Westerfelt By Will N. Harben Characters: 8783

Updated: 2017-11-30 00:05


John Westerfelt lived on his own farm in the big two-storied frame house which had been built by his grandfather, and which came to him at the death of his father and mother. The place was managed for him by a maternal uncle, whose wife and daughter kept the house in order. But all three of them had gone away on a short visit, leaving only the old negro woman, who was the cook and servant about the house, to attend to his wants.

The morning following his meeting with Sally Dawson on the road near her house, Westerfelt arose with a general feeling of dissatisfaction with himself. He had not slept well. Several times through the night he awoke from unpleasant dreams, in which he always saw Sally Dawson's eyes raised to his through the darkness, and heard her spiritless voice as she bade him good-bye, and with bowed head moved away, after promising to return his letters the next day.

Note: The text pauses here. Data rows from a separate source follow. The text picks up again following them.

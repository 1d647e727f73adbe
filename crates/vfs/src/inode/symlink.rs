//! Symlink inode implementation.

/// Symlink inode payload.
///
/// The target is stored verbatim; it is only interpreted by the resolver.
#[derive(Debug, Clone)]
pub struct INodeSymlink {
    /// Target path (absolute or relative to the link's directory).
    target: String,
}

impl INodeSymlink {
    /// Create a new symlink payload.
    ///
    /// # Arguments
    /// * `target` - Target path as given by the caller
    pub fn new(target: String) -> Self {
        Self { target }
    }

    /// Get the symlink target path.
    pub fn target(&self) -> &str {
        &self.target
    }

    /// Length of the stored target string in characters.
    pub fn size(&self) -> u64 {
        self.target.chars().count() as u64
    }
}
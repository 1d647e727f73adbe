//! Options for disk-usage computation.

use std::fmt;
use std::str::FromStr;

use serde::{Deserialize, Serialize};
use thiserror::Error;
use tokio_util::sync::CancellationToken;

/// Unit that every reported size is expressed in.
///
/// Scaling is decimal: `kb` divides by 1000, not 1024.
#[derive(Debug, Clone, Copy, PartialEq, Eq, Hash, Default, Serialize, Deserialize)]
#[serde(rename_all = "lowercase")]
pub enum SizeUnit {
    /// Raw byte counts.
    #[default]
    Bytes,
    /// Kilobytes (1e3 bytes).
    Kb,
    /// Megabytes (1e6 bytes).
    Mb,
    /// Gigabytes (1e9 bytes).
    Gb,
}

impl SizeUnit {
    /// Divisor applied to a byte count.
    pub fn divisor(&self) -> f64 {
        match self {
            SizeUnit::Bytes => 1.0,
            SizeUnit::Kb => 1e3,
            SizeUnit::Mb => 1e6,
            SizeUnit::Gb => 1e9,
        }
    }

    /// Convert a byte count into this unit.
    pub fn convert(&self, bytes: u64) -> f64 {
        bytes as f64 / self.divisor()
    }

    /// Lowercase name of the unit.
    pub fn as_str(&self) -> &'static str {
        match self {
            SizeUnit::Bytes => "bytes",
            SizeUnit::Kb => "kb",
            SizeUnit::Mb => "mb",
            SizeUnit::Gb => "gb",
        }
    }
}

impl fmt::Display for SizeUnit {
    fn fmt(&self, f: &mut fmt::Formatter<'_>) -> fmt::Result {
        f.write_str(self.as_str())
    }
}

/// Unrecognized unit name.
#[derive(Debug, Clone, PartialEq, Eq, Error)]
#[error("Unknown size unit: {0} (expected bytes, kb, mb or gb)")]
pub struct ParseSizeUnitError(pub String);

impl FromStr for SizeUnit {
    type Err = ParseSizeUnitError;

    fn from_str(s: &str) -> Result<Self, Self::Err> {
        match s.to_ascii_lowercase().as_str() {
            "bytes" => Ok(SizeUnit::Bytes),
            "kb" => Ok(SizeUnit::Kb),
            "mb" => Ok(SizeUnit::Mb),
            "gb" => Ok(SizeUnit::Gb),
            _ => Err(ParseSizeUnitError(s.to_string())),
        }
    }
}

/// Options for [`compute_usage`](super::compute_usage).
///
/// Deserializes from the camelCase shape callers pass around, e.g.
/// `{"followSymlinks": true, "unit": "kb"}`. The older `symLinks` and
/// `format` keys are accepted as aliases.
#[derive(Debug, Clone, Default, Deserialize)]
#[serde(rename_all = "camelCase", default)]
pub struct DuOptions {
    /// Resolve symlinks and count what they point at instead of the link.
    #[serde(alias = "symLinks")]
    pub follow_symlinks: bool,
    /// Unit for every reported size.
    #[serde(alias = "format")]
    pub unit: SizeUnit,
    /// Checked between traversal steps.
    #[serde(skip)]
    pub cancel: Option<CancellationToken>,
}

impl DuOptions {
    /// Set whether symlinks are followed.
    pub fn with_follow_symlinks(mut self, follow_symlinks: bool) -> Self {
        self.follow_symlinks = follow_symlinks;
        self
    }

    /// Set the reporting unit.
    pub fn with_unit(mut self, unit: SizeUnit) -> Self {
        self.unit = unit;
        self
    }

    /// Attach a cancellation token.
    ///
    /// # Arguments
    /// * `token` - Cancelling it makes the running traversal fail with `Cancelled`
    pub fn with_cancellation(mut self, token: CancellationToken) -> Self {
        self.cancel = Some(token);
        self
    }

    /// Check whether the attached token (if any) has been cancelled.
    pub fn is_cancelled(&self) -> bool {
        self.cancel
            .as_ref()
            .map_or(false, CancellationToken::is_cancelled)
    }
}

He was a handsome specimen of physical manhood. His face was dark and of the poetic, sensitive type; his eyes were brown, his hair was almost black, and thick, and long enough to touch his collar. His shoulders were broad, and his limbs muscular and well shaped. He wore tight-fitting top-boots, which he had drawn over his trousers to the knee. His face was clean-shaven, and but for his tanned skin and general air of the better-class planter, he might have passed for an actor, poet, or artist. He was just the type of Southerner who, with a little more ambition, and close application to books, might have become a leading lawyer and risen finally to a seat in Congress. But John Westerfelt had never been made to see the necessity of exertion on his part. Things had come easily ever since he could remember, and his wants were simple, and, in his own way, he enjoyed life, suffering sharply at times, as he did this morning, over his mistakes, for at heart he was not bad.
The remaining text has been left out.